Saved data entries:

════════

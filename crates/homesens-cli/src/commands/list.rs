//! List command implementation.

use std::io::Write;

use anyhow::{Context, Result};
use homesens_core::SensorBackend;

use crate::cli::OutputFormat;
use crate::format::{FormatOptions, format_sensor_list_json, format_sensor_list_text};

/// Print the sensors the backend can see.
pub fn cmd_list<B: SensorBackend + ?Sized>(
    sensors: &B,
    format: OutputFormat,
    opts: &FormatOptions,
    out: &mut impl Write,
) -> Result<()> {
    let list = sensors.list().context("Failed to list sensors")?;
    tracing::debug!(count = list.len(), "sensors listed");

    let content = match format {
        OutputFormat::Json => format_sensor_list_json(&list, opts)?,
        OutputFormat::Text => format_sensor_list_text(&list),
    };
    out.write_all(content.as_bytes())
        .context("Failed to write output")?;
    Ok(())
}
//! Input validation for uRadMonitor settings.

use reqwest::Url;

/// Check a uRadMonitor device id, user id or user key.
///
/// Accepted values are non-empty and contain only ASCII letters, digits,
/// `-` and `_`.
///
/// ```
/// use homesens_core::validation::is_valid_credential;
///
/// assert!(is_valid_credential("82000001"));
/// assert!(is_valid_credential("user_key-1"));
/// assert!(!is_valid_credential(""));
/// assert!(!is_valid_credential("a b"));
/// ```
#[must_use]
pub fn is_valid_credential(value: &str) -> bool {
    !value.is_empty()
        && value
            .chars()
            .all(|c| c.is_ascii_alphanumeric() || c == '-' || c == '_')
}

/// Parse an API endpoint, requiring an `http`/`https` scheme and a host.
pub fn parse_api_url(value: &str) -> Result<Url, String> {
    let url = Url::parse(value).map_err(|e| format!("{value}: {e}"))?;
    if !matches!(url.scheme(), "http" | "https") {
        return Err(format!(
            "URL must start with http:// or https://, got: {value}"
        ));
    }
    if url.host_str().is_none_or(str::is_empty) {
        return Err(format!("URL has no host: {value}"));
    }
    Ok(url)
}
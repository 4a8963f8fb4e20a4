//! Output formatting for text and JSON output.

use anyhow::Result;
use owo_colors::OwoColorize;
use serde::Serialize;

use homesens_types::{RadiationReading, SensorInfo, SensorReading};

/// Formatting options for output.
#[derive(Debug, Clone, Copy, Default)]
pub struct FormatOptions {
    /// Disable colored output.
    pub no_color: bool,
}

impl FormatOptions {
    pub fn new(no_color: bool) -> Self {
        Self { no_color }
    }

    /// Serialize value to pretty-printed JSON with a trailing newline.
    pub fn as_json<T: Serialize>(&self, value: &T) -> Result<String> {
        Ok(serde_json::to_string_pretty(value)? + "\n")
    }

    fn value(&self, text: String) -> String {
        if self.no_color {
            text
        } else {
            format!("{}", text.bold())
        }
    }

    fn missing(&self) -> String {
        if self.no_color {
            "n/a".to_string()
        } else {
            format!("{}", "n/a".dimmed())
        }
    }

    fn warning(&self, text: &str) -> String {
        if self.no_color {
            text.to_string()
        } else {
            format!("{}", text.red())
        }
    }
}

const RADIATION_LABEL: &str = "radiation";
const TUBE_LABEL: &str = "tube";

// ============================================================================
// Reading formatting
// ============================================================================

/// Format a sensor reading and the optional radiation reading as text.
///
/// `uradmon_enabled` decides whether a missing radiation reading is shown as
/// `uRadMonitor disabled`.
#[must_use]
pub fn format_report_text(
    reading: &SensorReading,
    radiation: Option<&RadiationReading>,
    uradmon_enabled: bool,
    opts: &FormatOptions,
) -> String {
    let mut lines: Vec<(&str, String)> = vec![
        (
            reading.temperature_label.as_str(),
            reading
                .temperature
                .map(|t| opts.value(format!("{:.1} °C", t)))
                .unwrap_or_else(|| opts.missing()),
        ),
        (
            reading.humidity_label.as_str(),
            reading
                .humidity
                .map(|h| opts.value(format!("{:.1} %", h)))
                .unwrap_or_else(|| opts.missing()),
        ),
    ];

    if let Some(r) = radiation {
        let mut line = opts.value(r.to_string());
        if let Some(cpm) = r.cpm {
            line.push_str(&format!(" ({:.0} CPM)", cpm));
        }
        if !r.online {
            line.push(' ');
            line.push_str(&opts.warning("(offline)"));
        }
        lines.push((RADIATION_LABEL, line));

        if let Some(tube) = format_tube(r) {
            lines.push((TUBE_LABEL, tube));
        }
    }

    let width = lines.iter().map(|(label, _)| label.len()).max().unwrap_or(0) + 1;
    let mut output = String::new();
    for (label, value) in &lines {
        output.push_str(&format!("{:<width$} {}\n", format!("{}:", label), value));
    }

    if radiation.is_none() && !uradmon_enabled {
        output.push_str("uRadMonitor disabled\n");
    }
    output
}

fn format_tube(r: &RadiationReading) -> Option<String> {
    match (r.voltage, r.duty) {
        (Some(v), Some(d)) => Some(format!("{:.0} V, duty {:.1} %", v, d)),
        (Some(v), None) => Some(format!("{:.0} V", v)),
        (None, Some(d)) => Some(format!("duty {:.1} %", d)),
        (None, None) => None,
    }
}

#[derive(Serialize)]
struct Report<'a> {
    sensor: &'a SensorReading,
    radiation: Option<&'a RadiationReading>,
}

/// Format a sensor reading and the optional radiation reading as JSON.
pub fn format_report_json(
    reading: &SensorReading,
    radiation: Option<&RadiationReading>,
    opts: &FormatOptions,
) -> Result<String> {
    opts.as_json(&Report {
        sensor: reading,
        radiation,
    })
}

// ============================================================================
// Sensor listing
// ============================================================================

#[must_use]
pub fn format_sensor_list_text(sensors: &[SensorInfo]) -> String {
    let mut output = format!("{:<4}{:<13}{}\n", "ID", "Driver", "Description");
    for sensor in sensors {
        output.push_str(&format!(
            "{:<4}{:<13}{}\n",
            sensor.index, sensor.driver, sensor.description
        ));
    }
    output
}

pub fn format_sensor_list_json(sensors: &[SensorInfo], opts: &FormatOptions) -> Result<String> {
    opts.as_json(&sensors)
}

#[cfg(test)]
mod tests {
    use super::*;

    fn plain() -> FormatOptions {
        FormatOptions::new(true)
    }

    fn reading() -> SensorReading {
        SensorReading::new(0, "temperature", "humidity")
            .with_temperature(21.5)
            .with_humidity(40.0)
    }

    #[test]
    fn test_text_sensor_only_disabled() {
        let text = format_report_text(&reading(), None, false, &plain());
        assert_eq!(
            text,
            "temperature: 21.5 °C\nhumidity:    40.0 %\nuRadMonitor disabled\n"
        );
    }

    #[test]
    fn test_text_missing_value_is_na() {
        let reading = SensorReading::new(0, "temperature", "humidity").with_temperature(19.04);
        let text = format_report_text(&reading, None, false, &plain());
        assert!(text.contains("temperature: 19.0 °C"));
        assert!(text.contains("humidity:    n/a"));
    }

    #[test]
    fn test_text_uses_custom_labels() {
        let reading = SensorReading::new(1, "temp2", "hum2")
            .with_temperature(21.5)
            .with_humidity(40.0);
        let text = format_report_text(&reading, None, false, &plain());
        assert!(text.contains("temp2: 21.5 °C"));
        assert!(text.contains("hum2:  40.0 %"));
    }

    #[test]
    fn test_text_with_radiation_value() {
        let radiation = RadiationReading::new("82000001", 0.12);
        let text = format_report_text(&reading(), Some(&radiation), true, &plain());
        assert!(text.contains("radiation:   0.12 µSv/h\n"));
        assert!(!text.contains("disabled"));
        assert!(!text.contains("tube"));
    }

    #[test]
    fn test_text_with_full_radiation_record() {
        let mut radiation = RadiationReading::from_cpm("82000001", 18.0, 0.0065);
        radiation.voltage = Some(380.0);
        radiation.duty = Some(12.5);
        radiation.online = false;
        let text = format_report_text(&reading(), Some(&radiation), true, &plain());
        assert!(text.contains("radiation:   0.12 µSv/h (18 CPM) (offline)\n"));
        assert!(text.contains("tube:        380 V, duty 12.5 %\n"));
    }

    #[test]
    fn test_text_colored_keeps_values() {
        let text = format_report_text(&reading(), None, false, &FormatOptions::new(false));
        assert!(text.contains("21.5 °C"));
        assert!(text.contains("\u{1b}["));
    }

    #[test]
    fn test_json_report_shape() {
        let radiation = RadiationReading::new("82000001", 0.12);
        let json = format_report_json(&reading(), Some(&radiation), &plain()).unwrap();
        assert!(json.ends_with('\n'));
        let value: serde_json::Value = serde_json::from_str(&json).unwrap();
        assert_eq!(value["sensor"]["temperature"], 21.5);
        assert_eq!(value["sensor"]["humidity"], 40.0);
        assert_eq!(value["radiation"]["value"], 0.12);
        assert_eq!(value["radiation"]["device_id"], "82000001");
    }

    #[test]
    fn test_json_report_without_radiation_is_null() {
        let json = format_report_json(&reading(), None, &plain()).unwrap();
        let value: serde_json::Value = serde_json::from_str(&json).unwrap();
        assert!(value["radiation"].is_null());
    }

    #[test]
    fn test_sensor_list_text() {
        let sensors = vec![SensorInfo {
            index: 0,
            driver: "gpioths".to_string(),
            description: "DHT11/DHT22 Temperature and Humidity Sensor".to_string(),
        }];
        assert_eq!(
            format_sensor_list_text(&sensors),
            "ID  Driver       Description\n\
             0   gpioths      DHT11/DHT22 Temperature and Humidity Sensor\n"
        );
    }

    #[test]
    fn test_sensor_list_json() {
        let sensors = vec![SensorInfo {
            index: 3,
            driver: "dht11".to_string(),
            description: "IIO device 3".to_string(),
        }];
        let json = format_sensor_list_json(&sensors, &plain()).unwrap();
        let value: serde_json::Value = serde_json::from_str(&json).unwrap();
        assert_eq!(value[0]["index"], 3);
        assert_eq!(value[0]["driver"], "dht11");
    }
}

════════

- THE TASK -
Lines from the top of the data above through the line with "repository 4a8963f8fb4e20a4", both ends included: copy them exactly, nothing more.

- EXERCISE SOLUTION -
filename crates/homesens-cli/src/commands/list.rs
//! List command implementation.

use std::io::Write;

use anyhow::{Context, Result};
use homesens_core::SensorBackend;

use crate::cli::OutputFormat;
use crate::format::{FormatOptions, format_sensor_list_json, format_sensor_list_text};

/// Print the sensors the backend can see.
pub fn cmd_list<B: SensorBackend + ?Sized>(
    sensors: &B,
    format: OutputFormat,
    opts: &FormatOptions,
    out: &mut impl Write,
) -> Result<()> {
    let list = sensors.list().context("Failed to list sensors")?;
    tracing::debug!(count = list.len(), "sensors listed");

    let content = match format {
        OutputFormat::Json => format_sensor_list_json(&list, opts)?,
        OutputFormat::Text => format_sensor_list_text(&list),
    };
    out.write_all(content.as_bytes())
        .context("Failed to write output")?;
    Ok(())
}
//! Input validation for uRadMonitor settings.

use reqwest::Url;

/// Check a uRadMonitor device id, user id or user key.
///
/// Accepted values are non-empty and contain only ASCII letters, digits,
/// `-` and `_`.
///
/// ```
/// use homesens_core::validation::is_valid_credential;
///
/// assert!(is_valid_credential("82000001"));
/// assert!(is_valid_credential("user_key-1"));
/// assert!(!is_valid_credential(""));
/// assert!(!is_valid_credential("a b"));
/// ```
#[must_use]
pub fn is_valid_credential(value: &str) -> bool {
    !value.is_empty()
        && value
            .chars()
            .all(|c| c.is_ascii_alphanumeric() || c == '-' || c == '_')
}

/// Parse an API endpoint, requiring an `http`/`https` scheme and a host.
pub fn parse_api_url(value: &str) -> Result<Url, String> {
    let url = Url::parse(value).map_err(|e| format!("{value}: {e}"))?;
    if !matches!(url.scheme(), "http" | "https") {
        return Err(format!(
            "URL must start with http:// or https://, got: {value}"
        ));
    }
    if url.host_str().is_none_or(str::is_empty) {
        return Err(format!("URL has no host: {value}"));
    }
    Ok(url)
}
repository 4a8963f8fb4e20a4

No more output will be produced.